* [INFORMATION PROVIDED]
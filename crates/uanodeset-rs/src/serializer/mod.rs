// crates/uanodeset-rs/src/serializer/mod.rs

//! Turns one address-space node into its NodeSet2 element.
//!
//! `serialize_node` performs every read a node needs, renders ids through the
//! run's `NamespaceMap` and collects the aliases the element uses. Nothing is
//! committed to the shared `ExportState` until the whole node has succeeded,
//! so a failing node leaves no trace in the document.

mod value;

use crate::config::ExportOptions;
use crate::error::{ReadError, SerializeError};
use crate::ids;
use crate::log::{NodeContext, node_debug};
use crate::model::{
    Alias, Definition, DefinitionField, LocalizedElement, ReferenceElement, UaNode,
};
use crate::namespace::NamespaceMap;
use crate::session::AddressSpace;
use crate::typedesc::TypeTable;
use crate::types::{AttributeId, DataTypeDefinition, LocalizedText, NodeClass, NodeId};
use crate::value::Variant;
use std::collections::BTreeMap;

use self::value::ValueEncoder;

/// NodeId → alias token, ordered by NodeId.
///
/// Each id maps to exactly one token. Tokens are either the standard
/// symbolic name (`HasComponent`) or the rendered id itself. Entries keep the
/// id as rendered by the node that registered it.
#[derive(Debug, Clone, Default, PartialEq, Eq)]
pub struct AliasTable {
    entries: BTreeMap<NodeId, Alias>,
}

impl AliasTable {
    pub fn new() -> Self {
        Self::default()
    }

    /// Registers the token used for `id`. The first registration wins.
    pub fn register(&mut self, id: &NodeId, token: &str, rendered: &str) {
        self.entries.entry(id.clone()).or_insert_with(|| Alias {
            alias: token.to_string(),
            node_id: rendered.to_string(),
        });
    }

    pub fn token(&self, id: &NodeId) -> Option<&str> {
        self.entries.get(id).map(|a| a.alias.as_str())
    }

    pub fn merge(&mut self, other: AliasTable) {
        for (id, alias) in other.entries {
            self.entries.entry(id).or_insert(alias);
        }
    }

    pub fn len(&self) -> usize {
        self.entries.len()
    }

    pub fn is_empty(&self) -> bool {
        self.entries.is_empty()
    }

    /// The `<Aliases>` entries, sorted by NodeId.
    pub fn to_elements(&self) -> Vec<Alias> {
        self.entries.values().cloned().collect()
    }
}

/// State shared by all nodes of one export run.
#[derive(Debug, Default)]
pub struct ExportState {
    pub namespaces: NamespaceMap,
    pub aliases: AliasTable,
    pub types: TypeTable,
}

impl ExportState {
    pub fn new(namespaces: NamespaceMap) -> Self {
        Self {
            namespaces,
            aliases: AliasTable::new(),
            types: TypeTable::new(),
        }
    }
}

/// Builds the element for `node`.
///
/// A failing `Description` read falls back to empty text. Any other failed
/// read aborts the node, and the caller decides whether to skip it.
pub fn serialize_node<S: AddressSpace>(
    space: &S,
    node: &NodeId,
    state: &mut ExportState,
    options: &ExportOptions,
) -> Result<UaNode, SerializeError> {
    let mut builder = NodeBuilder {
        space,
        node,
        namespaces: &state.namespaces,
        types: &mut state.types,
        aliases: AliasTable::new(),
        options,
    };
    let element = builder.build()?;
    let aliases = builder.aliases;
    state.aliases.merge(aliases);
    Ok(element)
}

struct NodeBuilder<'a, S: AddressSpace> {
    space: &'a S,
    node: &'a NodeId,
    namespaces: &'a NamespaceMap,
    types: &'a mut TypeTable,
    aliases: AliasTable,
    options: &'a ExportOptions,
}

impl<S: AddressSpace> NodeBuilder<'_, S> {
    fn build(&mut self) -> Result<UaNode, SerializeError> {
        let ctx = NodeContext::new("serialize", self.node);
        let space = self.space;
        let node = self.node;

        // 1. Common attributes
        let node_class = space.read_node_class(node)?;
        let browse_name = space.read_browse_name(node)?;
        let display_name = space.read_display_name(node)?;
        let description = match space.read_description(node) {
            Ok(text) => text.unwrap_or_default(),
            Err(e) => {
                node_debug!(ctx, "Description unavailable, writing empty text: {}", e);
                LocalizedText::default()
            }
        };
        let parent = space.parent(node)?;

        let mut element = UaNode {
            node_class,
            node_id: self.namespaces.node_id(node)?,
            browse_name: self.namespaces.browse_name(&browse_name)?,
            parent_node_id: None,
            attributes: Vec::new(),
            display_name: self.localized(&display_name),
            description: self.localized(&description),
            references: Vec::new(),
            inverse_name: None,
            value: None,
            definition: None,
        };
        if node_class.has_parent_attribute() {
            element.parent_node_id = parent
                .as_ref()
                .map(|p| self.namespaces.node_id(p))
                .transpose()?;
        }

        // 2. Class-specific attributes
        match node_class {
            NodeClass::Object => {
                self.event_notifier(&mut element)?;
            }
            NodeClass::View => {
                self.event_notifier(&mut element)?;
                if self.read_flag(AttributeId::ContainsNoLoops)? {
                    element.attributes.push(("ContainsNoLoops", "true".to_string()));
                }
            }
            NodeClass::ObjectType => {
                self.is_abstract(&mut element)?;
            }
            NodeClass::Variable => {
                let export_value = self.options.export_values;
                self.variable_common(&mut element, export_value)?;
                self.access_level(&mut element, AttributeId::AccessLevel, "AccessLevel")?;
                self.access_level(&mut element, AttributeId::UserAccessLevel, "UserAccessLevel")?;
                if let Some(interval) = self.read_number(AttributeId::MinimumSamplingInterval)? {
                    if interval != 0.0 {
                        element
                            .attributes
                            .push(("MinimumSamplingInterval", value::double_text(interval)));
                    }
                }
                if self.read_flag(AttributeId::Historizing)? {
                    element.attributes.push(("Historizing", "true".to_string()));
                }
            }
            NodeClass::VariableType => {
                self.variable_common(&mut element, true)?;
                self.is_abstract(&mut element)?;
            }
            NodeClass::Method => {
                if !self.read_flag(AttributeId::Executable)? {
                    element.attributes.push(("Executable", "false".to_string()));
                }
                if !self.read_flag(AttributeId::UserExecutable)? {
                    element.attributes.push(("UserExecutable", "false".to_string()));
                }
            }
            NodeClass::ReferenceType => {
                self.is_abstract(&mut element)?;
                if self.read_flag(AttributeId::Symmetric)? {
                    element.attributes.push(("Symmetric", "true".to_string()));
                }
                match space.read_attribute(node, AttributeId::InverseName)? {
                    Variant::LocalizedText(text) if !text.text.is_empty() => {
                        element.inverse_name = Some(LocalizedElement {
                            locale: text.locale,
                            text: text.text,
                        });
                    }
                    Variant::LocalizedText(_) | Variant::Empty => {}
                    _ => {
                        return Err(
                            ReadError::unexpected_value(node, AttributeId::InverseName).into()
                        );
                    }
                }
            }
            NodeClass::DataType => {
                self.is_abstract(&mut element)?;
                element.definition = self.definition(&browse_name.name)?;
            }
        }

        // 3. References
        for reference in space.references(node)? {
            let token = self.reference_token(&reference.reference_type)?;
            element.references.push(ReferenceElement {
                reference_type: token,
                is_forward: reference.is_forward,
                target: self.namespaces.node_id(&reference.target)?,
            });
        }

        Ok(element)
    }

    fn localized(&self, text: &LocalizedText) -> LocalizedElement {
        LocalizedElement {
            locale: Some(self.options.locale.clone()),
            text: text.text.clone(),
        }
    }

    /// Alias token of a reference type, registered for the `<Aliases>` section.
    fn reference_token(&mut self, reference_type: &NodeId) -> Result<String, SerializeError> {
        let rendered = self.namespaces.node_id(reference_type)?;
        let token = reference_type
            .standard_id()
            .and_then(ids::standard_name)
            .map_or_else(|| rendered.clone(), str::to_string);
        self.aliases.register(reference_type, &token, &rendered);
        Ok(token)
    }

    /// `DataType` attribute text: the alias name for standard types, the
    /// rendered id otherwise.
    fn data_type_token(&mut self, data_type: &NodeId) -> Result<String, SerializeError> {
        let rendered = self.namespaces.node_id(data_type)?;
        match data_type.standard_id().and_then(ids::standard_name) {
            Some(name) => {
                self.aliases.register(data_type, name, &rendered);
                Ok(name.to_string())
            }
            None => Ok(rendered),
        }
    }

    fn variable_common(
        &mut self,
        element: &mut UaNode,
        export_value: bool,
    ) -> Result<(), SerializeError> {
        let node = self.node;
        let data_type = self.space.read_data_type(node)?;

        let rank = self.read_integer(AttributeId::ValueRank)?.unwrap_or(-1);
        if rank != -1 {
            element.attributes.push(("ValueRank", rank.to_string()));
        }
        let dims = self
            .space
            .read_attribute(node, AttributeId::ArrayDimensions)?
            .as_u32_list()
            .ok_or_else(|| ReadError::unexpected_value(node, AttributeId::ArrayDimensions))?;
        if !dims.is_empty() {
            element
                .attributes
                .push(("ArrayDimensions", join_dimensions(&dims)));
        }
        let token = self.data_type_token(&data_type)?;
        element.attributes.push(("DataType", token));

        if export_value {
            let value = self.space.read_value(node)?;
            if !value.is_empty() {
                let mut encoder = ValueEncoder::new(self.space, self.types, self.namespaces);
                let encoded = encoder.encode(&data_type, &value)?;
                element.value = Some(encoded);
            }
        }
        Ok(())
    }

    fn event_notifier(&self, element: &mut UaNode) -> Result<(), SerializeError> {
        if let Some(notifier) = self.read_integer(AttributeId::EventNotifier)? {
            if notifier != 0 {
                element
                    .attributes
                    .push(("EventNotifier", notifier.to_string()));
            }
        }
        Ok(())
    }

    fn is_abstract(&self, element: &mut UaNode) -> Result<(), SerializeError> {
        if self.read_flag(AttributeId::IsAbstract)? {
            element.attributes.push(("IsAbstract", "true".to_string()));
        }
        Ok(())
    }

    fn access_level(
        &self,
        element: &mut UaNode,
        attribute: AttributeId,
        name: &'static str,
    ) -> Result<(), SerializeError> {
        if let Some(level) = self.read_integer(attribute)? {
            // 0 and CurrentRead (1) are the schema default.
            if level != 0 && level != 1 {
                element.attributes.push((name, level.to_string()));
            }
        }
        Ok(())
    }

    fn definition(&mut self, name: &str) -> Result<Option<Definition>, SerializeError> {
        let definition = match self.space.read_data_type_definition(self.node)? {
            Some(definition) => definition,
            None => return Ok(None),
        };
        let fields: Vec<DefinitionField> = match definition {
            DataTypeDefinition::Structure { fields } => fields
                .into_iter()
                .map(|field| -> Result<DefinitionField, SerializeError> {
                    let data_type = self.data_type_token(&field.data_type)?;
                    let mut attributes = vec![("DataType", data_type)];
                    if field.value_rank != -1 {
                        attributes.push(("ValueRank", field.value_rank.to_string()));
                    }
                    if !field.array_dimensions.is_empty() {
                        let dims = join_dimensions(&field.array_dimensions);
                        attributes.push(("ArrayDimensions", dims));
                    }
                    if field.is_optional {
                        attributes.push(("IsOptional", "true".to_string()));
                    }
                    Ok(DefinitionField {
                        name: field.name,
                        attributes,
                    })
                })
                .collect::<Result<_, _>>()?,
            DataTypeDefinition::Enumeration { fields } => fields
                .into_iter()
                .map(|field| DefinitionField {
                    name: field.name,
                    attributes: vec![("Value", field.value.to_string())],
                })
                .collect(),
        };
        Ok(Some(Definition {
            name: name.to_string(),
            fields,
        }))
    }

    /// Boolean attribute; absent means `false`.
    fn read_flag(&self, attribute: AttributeId) -> Result<bool, SerializeError> {
        match self.space.read_attribute(self.node, attribute)? {
            Variant::Empty => Ok(false),
            value => value
                .as_bool()
                .ok_or_else(|| ReadError::unexpected_value(self.node, attribute).into()),
        }
    }

    fn read_integer(&self, attribute: AttributeId) -> Result<Option<i64>, SerializeError> {
        match self.space.read_attribute(self.node, attribute)? {
            Variant::Empty => Ok(None),
            value => value
                .as_i64()
                .map(Some)
                .ok_or_else(|| ReadError::unexpected_value(self.node, attribute).into()),
        }
    }

    fn read_number(&self, attribute: AttributeId) -> Result<Option<f64>, SerializeError> {
        match self.space.read_attribute(self.node, attribute)? {
            Variant::Empty => Ok(None),
            value => value
                .as_f64()
                .map(Some)
                .ok_or_else(|| ReadError::unexpected_value(self.node, attribute).into()),
        }
    }
}

fn join_dimensions(dims: &[u32]) -> String {
    dims.iter()
        .map(u32::to_string)
        .collect::<Vec<_>>()
        .join(",")
}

* [TASK REQUIREMENTS] Output the lines of the records above exactly as they appear, from the line containing "pub fn is_empty(&self)" through the line containing "to skip it.".

* [RESPONSE TO THE EXERCISE]
    pub fn is_empty(&self) -> bool {
        self.entries.is_empty()
    }

    /// The `<Aliases>` entries, sorted by NodeId.
    pub fn to_elements(&self) -> Vec<Alias> {
        self.entries.values().cloned().collect()
    }
}

/// State shared by all nodes of one export run.
#[derive(Debug, Default)]
pub struct ExportState {
    pub namespaces: NamespaceMap,
    pub aliases: AliasTable,
    pub types: TypeTable,
}

impl ExportState {
    pub fn new(namespaces: NamespaceMap) -> Self {
        Self {
            namespaces,
            aliases: AliasTable::new(),
            types: TypeTable::new(),
        }
    }
}

/// Builds the element for `node`.
///
/// A failing `Description` read falls back to empty text. Any other failed
/// read aborts the node, and the caller decides whether to skip it.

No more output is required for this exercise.